The snapshots on the primary file system stay around for a limited time period, and can be potentially used if recent user data needs to be recovered (after a user accidentally deletes important files). The snapshots will not allow recovery if the file system encounters a fatal error. This is highly unlikely due to triple redundancy on the Lustre file systems. 3 out of 12 disks in each of the storage groups are allowed to fail without causing data loss, and failing disks are a normal operating condition and are simply replaced and rebuilt on the fly during normal operations (this takes at most a day and users will not notice this). We may shut down file system operations when 2 disks are failing at the same time to have an extra margin of safety while rebuilding the underlying storage. This should be a very rare event and has not been encountered in the past 15 years of operating similar systems. But data integrity is of utmost importance for our operations.

Should we encounter a fatal error with the primary Lustre file system despite all the above mentioned protective measures, we can simply move the standby file system into production (losing possibly a few days' worth of user data since the last synchronization).

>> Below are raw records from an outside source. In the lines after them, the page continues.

//! Open set with lowest-f selection.
//!
//! `BinaryHeap` is a max-heap, so entries are wrapped in `Reverse` to pop the
//! smallest key first. The key orders by `f`, then by the configured
//! [`TieBreak`], then by node id, which makes selection fully deterministic.

use std::cmp::Reverse;
use std::collections::BinaryHeap;

use crate::node::{Node, NodeId};

/// Which node wins among open nodes with equal `f`.
#[derive(Clone, Copy, Debug, Default, PartialEq, Eq)]
pub enum TieBreak {
    /// Oldest node first.
    #[default]
    Fifo,
    /// Newest node first.
    Lifo,
    /// Fewest moves from the root first, then oldest.
    LowestG,
}

/// Heap ordering key: `(f, secondary, order)` compared lexicographically.
#[derive(Clone, Copy, Debug, PartialEq, Eq, PartialOrd, Ord)]
struct FrontierKey {
    f: u32,
    secondary: u32,
    order: u64,
}

#[derive(Debug, PartialEq, Eq, PartialOrd, Ord)]
struct FrontierEntry {
    key: Reverse<FrontierKey>,
    id: NodeId,
}

/// The not-yet-expanded nodes of a search.
#[derive(Debug)]
pub struct Frontier {
    heap: BinaryHeap<FrontierEntry>,
    tie_break: TieBreak,
    high_water: usize,
}

impl Frontier {
    pub fn new(tie_break: TieBreak) -> Self {
        Self {
            heap: BinaryHeap::new(),
            tie_break,
            high_water: 0,
        }
    }

    fn key(&self, id: NodeId, node: &Node) -> FrontierKey {
        let order = id as u64;
        match self.tie_break {
            TieBreak::Fifo => FrontierKey {
                f: node.f(),
                secondary: 0,
                order,
            },
            TieBreak::Lifo => FrontierKey {
                f: node.f(),
                secondary: 0,
                order: u64::MAX - order,
            },
            TieBreak::LowestG => FrontierKey {
                f: node.f(),
                secondary: node.g(),
                order,
            },
        }
    }

    /// Adds a node stored at `id` in the arena.
    pub fn push(&mut self, id: NodeId, node: &Node) {
        let key = self.key(id, node);
        self.heap.push(FrontierEntry {
            key: Reverse(key),
            id,
        });
        self.high_water = self.high_water.max(self.heap.len());
    }

    /// Id of the node that [`Frontier::pop_best`] would return.
    pub fn select_best(&self) -> Option<NodeId> {
        self.heap.peek().map(|entry| entry.id)
    }

    /// Removes and returns the node with the lowest `f`.
    pub fn pop_best(&mut self) -> Option<NodeId> {
        self.heap.pop().map(|entry| entry.id)
    }

    pub fn len(&self) -> usize {
        self.heap.len()
    }

    pub fn is_empty(&self) -> bool {
        self.heap.is_empty()
    }

    /// Largest size the frontier has reached.
    pub fn high_water(&self) -> usize {
        self.high_water
    }
}
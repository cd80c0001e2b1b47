//! 15-Puzzle Solver
//!
//! Reads an initial and a goal arrangement of the 4x4 sliding-tile puzzle
//! from a text file, searches for a sequence of blank moves between them,
//! and writes the depth, node count, moves and `f` values to a result file.

use std::path::{Path, PathBuf};

use anyhow::{bail, Context};
use clap::{ArgAction, Parser, Subcommand, ValueEnum};
use tracing_subscriber::EnvFilter;

use fifteen::board::{format_board, is_reachable};
use fifteen::heuristic::manhattan;
use fifteen::moves::replay;
use fifteen::{persistence, solve_pair, SearchConfig, TieBreak};

/// Solves the 15-puzzle with Manhattan-distance best-first search.
#[derive(Parser)]
#[command(name = "fifteen")]
#[command(author, version, about, long_about = None)]
struct Cli {
    /// Raise log verbosity (-v info, -vv debug). RUST_LOG takes precedence.
    #[arg(short, long, global = true, action = ArgAction::Count)]
    verbose: u8,

    #[command(subcommand)]
    command: Command,
}

#[derive(Subcommand)]
enum Command {
    /// Solve a puzzle file and write the result.
    Solve {
        /// Puzzle file: initial grid, blank line, goal grid.
        input: PathBuf,
        /// Result file; printed to stdout when omitted.
        #[arg(short, long)]
        output: Option<PathBuf>,
        /// Which open node to expand among those with equal f.
        #[arg(long, value_enum, default_value_t = TieBreakArg::Fifo)]
        tie_break: TieBreakArg,
        /// Give up after generating this many nodes.
        #[arg(long)]
        node_limit: Option<usize>,
        /// Refuse to search when the goal is unreachable.
        #[arg(long)]
        check_solvable: bool,
    },
    /// Validate a puzzle file and report its distance and solvability.
    Check {
        /// Puzzle file: initial grid, blank line, goal grid.
        input: PathBuf,
    },
    /// Check that a result file's moves lead from its initial state to its goal.
    Verify {
        /// Result file written by `solve`.
        result: PathBuf,
    },
}

#[derive(Clone, Copy, ValueEnum)]
enum TieBreakArg {
    Fifo,
    Lifo,
    LowestG,
}

impl From<TieBreakArg> for TieBreak {
    fn from(arg: TieBreakArg) -> Self {
        match arg {
            TieBreakArg::Fifo => TieBreak::Fifo,
            TieBreakArg::Lifo => TieBreak::Lifo,
            TieBreakArg::LowestG => TieBreak::LowestG,
        }
    }
}

fn main() -> anyhow::Result<()> {
    let cli = Cli::parse();
    init_logging(cli.verbose);

    match cli.command {
        Command::Solve {
            input,
            output,
            tie_break,
            node_limit,
            check_solvable,
        } => {
            let config = SearchConfig {
                tie_break: tie_break.into(),
                node_limit,
                check_solvable,
            };
            run_solve(&input, output.as_deref(), &config)
        }
        Command::Check { input } => run_check(&input),
        Command::Verify { result } => run_verify(&result),
    }
}

/// Logs go to stderr so a result printed on stdout stays clean.
fn init_logging(verbose: u8) {
    let default_level = match verbose {
        0 => "warn",
        1 => "info",
        _ => "debug",
    };
    let filter =
        EnvFilter::try_from_default_env().unwrap_or_else(|_| EnvFilter::new(default_level));
    let _ = tracing_subscriber::fmt()
        .with_env_filter(filter)
        .with_writer(std::io::stderr)
        .try_init();
}

/// Solves the puzzle in `input` and writes or prints the result.
fn run_solve(input: &Path, output: Option<&Path>, config: &SearchConfig) -> anyhow::Result<()> {
    let puzzle = persistence::read_input(input)
        .with_context(|| format!("failed to load puzzle from {}", input.display()))?;

    let solution = solve_pair(&puzzle, config)?;
    debug_assert_eq!(replay(&puzzle.initial, &solution.moves), Some(puzzle.goal));

    match output {
        Some(path) => {
            persistence::write_output(path, &puzzle, &solution)?;
            println!(
                "Solved in {} moves ({} nodes generated); wrote {}",
                solution.depth,
                solution.generated_count,
                path.display()
            );
        }
        None => print!("{}", persistence::render_output(&puzzle, &solution)),
    }
    Ok(())
}

/// Prints the parsed states, their Manhattan distance and whether they connect.
fn run_check(input: &Path) -> anyhow::Result<()> {
    let puzzle = persistence::read_input(input)
        .with_context(|| format!("failed to load puzzle from {}", input.display()))?;

    println!("Initial:\n{}\n", format_board(&puzzle.initial));
    println!("Goal:\n{}\n", format_board(&puzzle.goal));
    println!("Manhattan distance: {}", manhattan(&puzzle.initial, &puzzle.goal));

    if !is_reachable(&puzzle.initial, &puzzle.goal) {
        bail!("goal is not reachable from the initial state");
    }
    println!("Goal is reachable");
    Ok(())
}

/// Replays the moves recorded in a result file and checks its counts.
fn run_verify(result: &Path) -> anyhow::Result<()> {
    let (puzzle, solution) = persistence::read_result(result)
        .with_context(|| format!("failed to load result from {}", result.display()))?;

    if solution.moves.len() != solution.depth as usize {
        bail!(
            "depth is {} but {} moves are listed",
            solution.depth,
            solution.moves.len()
        );
    }
    if solution.f_values.len() != solution.moves.len() + 1 {
        bail!(
            "expected {} f values, found {}",
            solution.moves.len() + 1,
            solution.f_values.len()
        );
    }
    match replay(&puzzle.initial, &solution.moves) {
        Some(reached) if reached == puzzle.goal => {}
        Some(reached) => bail!("moves end at\n{}\ninstead of the goal", format_board(&reached)),
        None => bail!("a listed move pushes the blank off the board"),
    }

    println!(
        "Result is consistent: {} moves reach the goal ({} nodes generated)",
        solution.depth, solution.generated_count
    );
    Ok(())
}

The standby system can then be replicated onto a fresh primary Lustre file system, with the file systems being swapped out again after a few weeks when this rebuild synchronization is finalized. We do not expect this to ever happen, but we need to be prepared for speedy disaster recovery due to the high value of the data stored on our systems.

Currently, the standby file system is operating in the same physical space as the cluster itself. We are considering to place the standby file system physically into a remote location (very likely the Argonne Enterprise Data Center) to furthermore decrease the potential for catastrophic data loss. The feasibility for sufficient network bandwidth will be evaluated first.